Background/Purpose:

The recent GWAS and subsequent studies have identified susceptible genes such as CCR1 and IL10 genes, suggesting pathological roles of macrophages in Behçet’s disease (BD). The purpose of this study is to compare features of in vitro differentiated M1 and M2 macrophages from peripheral blood between BD and healthy controls (HC).

Methods:

Differentiations into M1 or M2 macrophages were induced in vitro from peripheral monocytes in presence of GM-CSF or M-CSF, respectively. Expressions of CD68, CD163, and CCR1 were determined by realtime PCR and flow cytometric analyses. For the macrophages that were treated with LPS for 24 hours, the supernatants were analyzed for cytokine profiles using beads assay.

Results:

Differentiated M1 macrophage produced higher amounts of IL-6 whereas, M2 macrophage secreted higher volume of IL-10. M2 macrophage has increased expression of CD163 protein and mRNA compared to M1 macrophage. CCR1 expression was increased in M2 macrophage compared to M1 macrophage (Figure 1).
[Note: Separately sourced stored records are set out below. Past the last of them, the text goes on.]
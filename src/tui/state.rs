//! Shared selection state for TUI lists.

/// Trait for list-based navigation state.
///
/// Provides common selection and navigation methods for any screen
/// that displays a selectable list of items.
pub trait ListNavigation {
    /// Get the current selection index.
    fn selected(&self) -> usize;

    /// Set the selection index.
    fn set_selected(&mut self, idx: usize);

    /// Get the total number of items.
    fn total(&self) -> usize;

    /// Move selection to the next item.
    fn select_next(&mut self) {
        let total = self.total();
        let selected = self.selected();
        if total > 0 && selected < total.saturating_sub(1) {
            self.set_selected(selected + 1);
        }
    }

    /// Move selection to the previous item.
    fn select_prev(&mut self) {
        let selected = self.selected();
        if selected > 0 {
            self.set_selected(selected - 1);
        }
    }

    /// Move to the first item.
    fn go_first(&mut self) {
        self.set_selected(0);
    }

    /// Move to the last item.
    fn go_last(&mut self) {
        let total = self.total();
        if total > 0 {
            self.set_selected(total.saturating_sub(1));
        }
    }
}

/// Base state for simple list navigation.
#[derive(Debug, Clone, Default, PartialEq, Eq)]
pub struct ListState {
    pub selected: usize,
    pub total: usize,
}

impl ListState {
    pub fn with_total(total: usize) -> Self {
        Self { selected: 0, total }
    }
}

impl ListNavigation for ListState {
    fn selected(&self) -> usize {
        self.selected
    }

    fn set_selected(&mut self, idx: usize) {
        self.selected = idx;
    }

    fn total(&self) -> usize {
        self.total
    }
}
Cell surface CCR1 protein expression in M1 macrophage was significantly higher in BD patients compared to HC (Figure 2, t test). BD associated SNP (rs1518111) allele T is risk for decreased expression of IL10 mRNA in HC M2 macrophage.

Conclusion:

The data suggest that both susceptible CCR1 and IL10 genes are implicated in pathogenesis of BD. Further experiments including functional analyses are required to elucidate mechanisms how M1 or M2 macrophages are involved in pathogenesis of BD.